> Dataset excerpts
=== Begin Enclosure ===

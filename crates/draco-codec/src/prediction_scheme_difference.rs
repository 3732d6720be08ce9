//! Difference prediction: every entry is predicted by the previous one
//! in encoding order; the first entry is stored against zero.

use crate::prediction_scheme::PredictionSchemeTransform;

pub fn encode(values: &mut [i32], num_components: usize, transform: &mut PredictionSchemeTransform) {
    transform.init_encoding(values);
    let num_entries = values.len() / num_components;
    // Process back to front so earlier entries are intact when read.
    for p in (1..num_entries).rev() {
        let pred: Vec<i32> =
            values[(p - 1) * num_components..p * num_components].to_vec();
        transform.compute_correction(
            &mut values[p * num_components..(p + 1) * num_components],
            &pred,
        );
    }
    if num_entries > 0 {
        let zero = vec![0i32; num_components];
        transform.compute_correction(&mut values[..num_components], &zero);
    }
}

pub fn decode(values: &mut [i32], num_components: usize, transform: &PredictionSchemeTransform) {
    let num_entries = values.len() / num_components;
    if num_entries == 0 {
        return;
    }
    let zero = vec![0i32; num_components];
    transform.compute_original_value(&mut values[..num_components], &zero);
    for p in 1..num_entries {
        let pred: Vec<i32> =
            values[(p - 1) * num_components..p * num_components].to_vec();
        transform.compute_original_value(
            &mut values[p * num_components..(p + 1) * num_components],
            &pred,
        );
    }
}

#[cfg(test)]
mod tests {
    use super::*;
    use crate::prediction_scheme::WrapTransform;
    use proptest::prelude::*;

    proptest! {
        #[test]
        fn prop_difference_round_trip(
            entries in proptest::collection::vec(
                proptest::collection::vec(-10000i32..10000, 3), 1..64),
        ) {
            let original: Vec<i32> = entries.into_iter().flatten().collect();
            let mut values = original.clone();
            let mut wrap = WrapTransform::default();
            wrap.init_encoding(&values);
            let mut transform = PredictionSchemeTransform::Wrap(wrap);
            encode(&mut values, 3, &mut transform);
            decode(&mut values, 3, &transform);
            prop_assert_eq!(values, original);
        }
    }
}
//! Round trip of a closed tetrahedron with lossless Int32 positions,
//! across all traversal coders.

mod common;

use common::{assert_same_faces, build_position_mesh, position_of};
use draco_codec::encoder_options::EncoderOptions;
use draco_codec::geometry_indices::PointIndex;
use draco_codec::mesh_edgebreaker_shared::TraversalKind;
use draco_codec::mesh_decoder::MeshDecoder;
use draco_codec::mesh_encoder::MeshEncoder;

fn tetrahedron() -> draco_codec::mesh::Mesh {
    build_position_mesh(
        &[[0, 0, 0], [1, 0, 0], [0, 1, 0], [0, 0, 1]],
        &[[0, 1, 2], [0, 3, 1], [0, 2, 3], [1, 3, 2]],
    )
}

fn round_trip_with_kind(kind: TraversalKind) {
    let mesh = tetrahedron();
    let options = EncoderOptions {
        traversal_kind_override: Some(kind),
        ..Default::default()
    };
    let encoded = MeshEncoder::encode(&mesh, &options).unwrap();
    let decoded = MeshDecoder::decode(&encoded).unwrap();

    assert_eq!(decoded.num_points(), 4);
    assert_eq!(decoded.num_faces(), 4);

    let mut original_positions: Vec<[i32; 3]> = (0..4)
        .map(|p| position_of(&mesh, PointIndex(p)))
        .collect();
    let mut decoded_positions: Vec<[i32; 3]> = (0..4)
        .map(|p| position_of(&decoded, PointIndex(p)))
        .collect();
    original_positions.sort();
    decoded_positions.sort();
    assert_eq!(original_positions, decoded_positions);

    assert_same_faces(&mesh, &decoded);
}

#[test]
fn test_tetrahedron_standard_traversal() {
    round_trip_with_kind(TraversalKind::Standard);
}

#[test]
fn test_tetrahedron_predictive_traversal() {
    round_trip_with_kind(TraversalKind::Predictive);
}

#[test]
fn test_tetrahedron_valence_traversal() {
    round_trip_with_kind(TraversalKind::Valence);
}

#[test]
fn test_tetrahedron_difference_prediction() {
    let mesh = tetrahedron();
    let options = EncoderOptions {
        prediction_override: Some(
            draco_codec::prediction_scheme::PredictionSchemeMethod::Difference,
        ),
        ..Default::default()
    };
    let encoded = MeshEncoder::encode(&mesh, &options).unwrap();
    let decoded = MeshDecoder::decode(&encoded).unwrap();
    assert_same_faces(&mesh, &decoded);
}

#[test]
fn test_tetrahedron_parallelogram_prediction() {
    let mesh = tetrahedron();
    for method in [
        draco_codec::prediction_scheme::PredictionSchemeMethod::Parallelogram,
        draco_codec::prediction_scheme::PredictionSchemeMethod::MultiParallelogram,
    ] {
        let options = EncoderOptions {
            prediction_override: Some(method),
            ..Default::default()
        };
        let encoded = MeshEncoder::encode(&mesh, &options).unwrap();
        let decoded = MeshDecoder::decode(&encoded).unwrap();
        assert_same_faces(&mesh, &decoded);
    }
}

#[test]
fn test_decoder_rejects_truncated_stream() {
    let mesh = tetrahedron();
    let encoded = MeshEncoder::encode(&mesh, &EncoderOptions::default()).unwrap();
    for len in [0, 4, 11, encoded.len() / 2] {
        assert!(MeshDecoder::decode(&encoded[..len]).is_err());
    }
}

#[test]
fn test_decoder_rejects_bad_magic() {
    let mesh = tetrahedron();
    let mut encoded = MeshEncoder::encode(&mesh, &EncoderOptions::default()).unwrap();
    encoded[0] = b'X';
    assert!(matches!(
        MeshDecoder::decode(&encoded),
        Err(draco_codec::DracoError::InvalidHeader(_))
    ));
}

#[test]
fn test_decoder_rejects_future_version() {
    let mesh = tetrahedron();
    let mut encoded = MeshEncoder::encode(&mesh, &EncoderOptions::default()).unwrap();
    encoded[5] = 9;
    assert!(matches!(
        MeshDecoder::decode(&encoded),
        Err(draco_codec::DracoError::UnsupportedVersion(_))
    ));
}
//! Connectivity overlay for a single attribute. The overlay marks seam
//! edges on top of a base corner table; traversals treat seam edges as
//! boundaries, which partitions each vertex 1-ring into one attribute
//! vertex per seam-free fan.

use crate::corner_table::CornerTable;
use crate::geometry_attribute::PointAttribute;
use crate::geometry_indices::{
    AttributeValueIndex, CornerIndex, VertexIndex, INVALID_CORNER_INDEX, INVALID_VERTEX_INDEX,
};
use crate::mesh::Mesh;

#[derive(Debug, Default, Clone)]
pub struct MeshAttributeCornerTable {
    is_edge_on_seam: Vec<bool>,
    is_vertex_on_seam: Vec<bool>,
    no_interior_seams: bool,
    corner_to_vertex_map: Vec<VertexIndex>,
    vertex_to_left_most_corner_map: Vec<CornerIndex>,
    vertex_to_attribute_entry_id_map: Vec<AttributeValueIndex>,
}

impl MeshAttributeCornerTable {
    pub fn init_empty(table: &CornerTable) -> MeshAttributeCornerTable {
        MeshAttributeCornerTable {
            is_edge_on_seam: vec![false; table.num_corners()],
            is_vertex_on_seam: vec![false; table.num_vertices()],
            no_interior_seams: true,
            corner_to_vertex_map: vec![INVALID_VERTEX_INDEX; table.num_corners()],
            vertex_to_left_most_corner_map: Vec::new(),
            vertex_to_attribute_entry_id_map: Vec::new(),
        }
    }

    /// Detects the seams of |att| on |mesh| and builds the overlay.
    pub fn init_from_attribute(
        mesh: &Mesh,
        table: &CornerTable,
        att: &PointAttribute,
    ) -> MeshAttributeCornerTable {
        let mut act = Self::init_empty(table);

        for c in 0..table.num_corners() {
            let corner = CornerIndex(c as u32);
            if table.is_degenerated(table.face(corner)) {
                continue;
            }
            let opp_corner = table.opposite(corner);
            if !opp_corner.is_valid() {
                // Boundary edges are implicit seams; they only matter for
                // the vertex flags.
                act.is_edge_on_seam[c] = true;
                act.is_vertex_on_seam[table.vertex(table.next(corner)).index()] = true;
                act.is_vertex_on_seam[table.vertex(table.previous(corner)).index()] = true;
                continue;
            }
            if opp_corner < corner {
                continue; // Edge visited from the other side already.
            }

            // The edge is a seam when the attribute values disagree on
            // either endpoint across the two faces.
            let our_next = mesh.corner_to_point(table.next(corner).value());
            let our_prev = mesh.corner_to_point(table.previous(corner).value());
            let their_next = mesh.corner_to_point(table.next(opp_corner).value());
            let their_prev = mesh.corner_to_point(table.previous(opp_corner).value());
            if att.mapped_index(our_next) != att.mapped_index(their_prev)
                || att.mapped_index(our_prev) != att.mapped_index(their_next)
            {
                act.add_seam_edge(table, corner);
            }
        }

        act.recompute_vertices(table, Some((mesh, att)));
        act
    }

    /// Marks the edge opposite |corner| (and its twin) as a seam.
    pub fn add_seam_edge(&mut self, table: &CornerTable, corner: CornerIndex) {
        self.is_edge_on_seam[corner.index()] = true;
        self.is_vertex_on_seam[table.vertex(table.next(corner)).index()] = true;
        self.is_vertex_on_seam[table.vertex(table.previous(corner)).index()] = true;

        let opp_corner = table.opposite(corner);
        if opp_corner.is_valid() {
            self.no_interior_seams = false;
            self.is_edge_on_seam[opp_corner.index()] = true;
        }
    }

    /// Rebuilds attribute vertices from the current seam edges. Must run
    /// whenever the seams change. When |source| is absent the attribute
    /// entry mapping is the identity.
    pub fn recompute_vertices(
        &mut self,
        table: &CornerTable,
        source: Option<(&Mesh, &PointAttribute)>,
    ) {
        self.vertex_to_left_most_corner_map.clear();
        self.vertex_to_attribute_entry_id_map.clear();
        self.corner_to_vertex_map
            .iter_mut()
            .for_each(|v| *v = INVALID_VERTEX_INDEX);

        let mut num_vertices = 0usize;
        for v in 0..table.num_vertices() {
            let vertex = VertexIndex(v as u32);
            let left_most = table.left_most_corner(vertex);
            if !left_most.is_valid() {
                continue; // Isolated vertex.
            }

            // Collect the ring in clockwise order.
            let mut ring: Vec<CornerIndex> = Vec::new();
            let mut corner = left_most;
            loop {
                ring.push(corner);
                corner = table.swing_right(corner);
                if corner == left_most || !corner.is_valid() {
                    break;
                }
            }
            let is_closed = corner == left_most;

            // Seam crossed between ring[i] and ring[i+1]: swinging right
            // from c goes through the edge opposite previous(c).
            let crossed_seam =
                |c: CornerIndex| self.is_edge_on_seam[table.previous(c).index()];

            // On a closed ring that carries seams, rotate the start to
            // sit just after a seam crossing.
            let mut start = 0usize;
            if is_closed {
                if let Some(i) = ring.iter().position(|&c| crossed_seam(c)) {
                    start = (i + 1) % ring.len();
                }
            }

            let mut current_vertex = INVALID_VERTEX_INDEX;
            for i in 0..ring.len() {
                let c = ring[(start + i) % ring.len()];
                let new_partition = i == 0
                    || crossed_seam(ring[(start + i + ring.len() - 1) % ring.len()]);
                if new_partition {
                    current_vertex = VertexIndex(num_vertices as u32);
                    num_vertices += 1;
                    self.vertex_to_left_most_corner_map.push(c);
                    let entry = match source {
                        Some((mesh, att)) => att.mapped_index(mesh.corner_to_point(c.value())),
                        None => AttributeValueIndex(current_vertex.value()),
                    };
                    self.vertex_to_attribute_entry_id_map.push(entry);
                }
                self.corner_to_vertex_map[c.index()] = current_vertex;
            }
        }
    }

    #[inline]
    pub fn is_corner_opposite_to_seam_edge(&self, corner: CornerIndex) -> bool {
        self.is_edge_on_seam[corner.index()]
    }

    #[inline]
    pub fn is_corner_on_seam(&self, table: &CornerTable, corner: CornerIndex) -> bool {
        self.is_vertex_on_seam[table.vertex(corner).index()]
    }

    pub fn no_interior_seams(&self) -> bool {
        self.no_interior_seams
    }

    pub fn num_vertices(&self) -> usize {
        self.vertex_to_left_most_corner_map.len()
    }

    #[inline]
    pub fn vertex(&self, corner: CornerIndex) -> VertexIndex {
        if !corner.is_valid() {
            return INVALID_VERTEX_INDEX;
        }
        self.corner_to_vertex_map[corner.index()]
    }

    /// Attribute value entry backing the given attribute vertex.
    pub fn vertex_parent(&self, vertex: VertexIndex) -> AttributeValueIndex {
        self.vertex_to_attribute_entry_id_map[vertex.index()]
    }

    #[inline]
    pub fn left_most_corner(&self, vertex: VertexIndex) -> CornerIndex {
        self.vertex_to_left_most_corner_map[vertex.index()]
    }

    /// Seam-aware opposite: a seam edge behaves like a boundary.
    #[inline]
    pub fn opposite(&self, table: &CornerTable, corner: CornerIndex) -> CornerIndex {
        if !corner.is_valid() || self.is_corner_opposite_to_seam_edge(corner) {
            return INVALID_CORNER_INDEX;
        }
        table.opposite(corner)
    }

    #[inline]
    pub fn swing_right(&self, table: &CornerTable, corner: CornerIndex) -> CornerIndex {
        table.previous(self.opposite(table, table.previous(corner)))
    }

    #[inline]
    pub fn swing_left(&self, table: &CornerTable, corner: CornerIndex) -> CornerIndex {
        table.next(self.opposite(table, table.next(corner)))
    }

    pub fn is_on_boundary(&self, table: &CornerTable, vertex: VertexIndex) -> bool {
        let corner = self.left_most_corner(vertex);
        if !corner.is_valid() {
            return true;
        }
        !self.swing_left(table, corner).is_valid()
    }
}

#[cfg(test)]
mod tests {
    use super::*;
    use crate::draco_types::DataType;
    use crate::geometry_attribute::GeometryAttributeType;
    use crate::geometry_indices::PointIndex;

    /// Quad (two triangles) with a UV seam on the shared edge.
    fn quad_with_seam() -> (Mesh, CornerTable) {
        let mut mesh = Mesh::new();
        mesh.set_num_points(6);
        mesh.add_face([PointIndex(0), PointIndex(1), PointIndex(2)]);
        mesh.add_face([PointIndex(4), PointIndex(3), PointIndex(5)]);

        let mut pos = PointAttribute::new(
            GeometryAttributeType::Position,
            3,
            DataType::Int32,
            false,
            4,
        );
        pos.set_explicit_mapping(6);
        // Points 1/3 and 2/4 share positions; the faces form a quad.
        for (p, val) in [(0, 0), (1, 1), (2, 2), (3, 1), (4, 2), (5, 3)] {
            pos.set_point_map_entry(PointIndex(p), AttributeValueIndex(val));
        }
        mesh.add_attribute(pos);

        let mut uv = PointAttribute::new(GeometryAttributeType::TexCoord, 2, DataType::Int32, false, 6);
        uv.set_explicit_mapping(6);
        // Every point gets its own UV entry: the shared edge is a seam.
        for p in 0..6 {
            uv.set_point_map_entry(PointIndex(p), AttributeValueIndex(p));
        }
        mesh.add_attribute(uv);

        let faces = [
            [VertexIndex(0), VertexIndex(1), VertexIndex(2)],
            [VertexIndex(2), VertexIndex(1), VertexIndex(3)],
        ];
        let table = CornerTable::init(&faces).unwrap();
        (mesh, table)
    }

    #[test]
    fn test_seam_detection() {
        let (mesh, table) = quad_with_seam();
        let uv = mesh.attribute(1);
        let act = MeshAttributeCornerTable::init_from_attribute(&mesh, &table, uv);
        assert!(!act.no_interior_seams());
        // Both endpoints of the seam edge split their 1-rings, so the
        // four spatial vertices yield six attribute vertices.
        assert_eq!(act.num_vertices(), 6);
    }

    #[test]
    fn test_no_seam_for_position() {
        let (mesh, table) = quad_with_seam();
        let pos = mesh.attribute(0);
        let act = MeshAttributeCornerTable::init_from_attribute(&mesh, &table, pos);
        assert!(act.no_interior_seams());
        assert_eq!(act.num_vertices(), 4);
    }
}
//! Multi-parallelogram prediction: the average of the parallelogram
//! predictions from every already-decoded face around the tip vertex.

use crate::mesh_traversal_sequencer::TraversalCornerTable;
use crate::prediction_scheme::{MeshPredictionSchemeData, PredictionSchemeTransform};
use crate::prediction_scheme_parallelogram::compute_parallelogram_prediction;

/// Accumulates the valid parallelogram predictions around the vertex of
/// |start_corner|. Returns the number of parallelograms that applied.
fn accumulate_predictions<T: TraversalCornerTable>(
    entry_id: usize,
    start_corner: crate::geometry_indices::CornerIndex,
    mesh_data: &MeshPredictionSchemeData<'_, T>,
    values: &[i32],
    num_components: usize,
    pred_sum: &mut [i32],
    single_pred: &mut [i32],
) -> usize {
    pred_sum.iter_mut().for_each(|v| *v = 0);
    let mut num_parallelograms = 0;

    // Circulate the 1-ring: swing left first, then right from the start
    // if a boundary interrupted the walk.
    let mut corner = start_corner;
    let mut first_pass = true;
    while corner.is_valid() {
        if compute_parallelogram_prediction(
            entry_id,
            corner,
            mesh_data,
            values,
            num_components,
            single_pred,
        ) {
            for c in 0..num_components {
                pred_sum[c] = pred_sum[c].wrapping_add(single_pred[c]);
            }
            num_parallelograms += 1;
        }
        if first_pass {
            corner = mesh_data.table.swing_left(corner);
        } else {
            corner = mesh_data.table.swing_right(corner);
        }
        if corner == start_corner {
            break;
        }
        if !corner.is_valid() && first_pass {
            first_pass = false;
            corner = mesh_data.table.swing_right(start_corner);
        }
    }
    num_parallelograms
}

pub fn encode<T: TraversalCornerTable>(
    values: &mut [i32],
    num_components: usize,
    mesh_data: &MeshPredictionSchemeData<'_, T>,
    transform: &mut PredictionSchemeTransform,
) {
    transform.init_encoding(values);
    let mut pred_sum = vec![0i32; num_components];
    let mut single_pred = vec![0i32; num_components];
    for p in (1..mesh_data.data_to_corner_map.len()).rev() {
        let corner = mesh_data.data_to_corner_map[p];
        let num_parallelograms = accumulate_predictions(
            p,
            corner,
            mesh_data,
            values,
            num_components,
            &mut pred_sum,
            &mut single_pred,
        );
        if num_parallelograms > 0 {
            for c in 0..num_components {
                pred_sum[c] /= num_parallelograms as i32;
            }
        } else {
            pred_sum.copy_from_slice(&values[(p - 1) * num_components..p * num_components]);
        }
        transform.compute_correction(
            &mut values[p * num_components..(p + 1) * num_components],
            &pred_sum,
        );
    }
    if !mesh_data.data_to_corner_map.is_empty() {
        pred_sum.iter_mut().for_each(|v| *v = 0);
        transform.compute_correction(&mut values[..num_components], &pred_sum);
    }
}

pub fn decode<T: TraversalCornerTable>(
    values: &mut [i32],
    num_components: usize,
    mesh_data: &MeshPredictionSchemeData<'_, T>,
    transform: &PredictionSchemeTransform,
) {
    if mesh_data.data_to_corner_map.is_empty() {
        return;
    }
    let mut pred_sum = vec![0i32; num_components];
    let mut single_pred = vec![0i32; num_components];
    transform.compute_original_value(&mut values[..num_components], &pred_sum);
    for p in 1..mesh_data.data_to_corner_map.len() {
        let corner = mesh_data.data_to_corner_map[p];
        let num_parallelograms = accumulate_predictions(
            p,
            corner,
            mesh_data,
            values,
            num_components,
            &mut pred_sum,
            &mut single_pred,
        );
        if num_parallelograms > 0 {
            for c in 0..num_components {
                pred_sum[c] /= num_parallelograms as i32;
            }
        } else {
            pred_sum.copy_from_slice(&values[(p - 1) * num_components..p * num_components]);
        }
        transform.compute_original_value(
            &mut values[p * num_components..(p + 1) * num_components],
            &pred_sum,
        );
    }
}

=== End Enclosure ===

Among the entries, how many lines include the word "DataType"? Give only the number.

3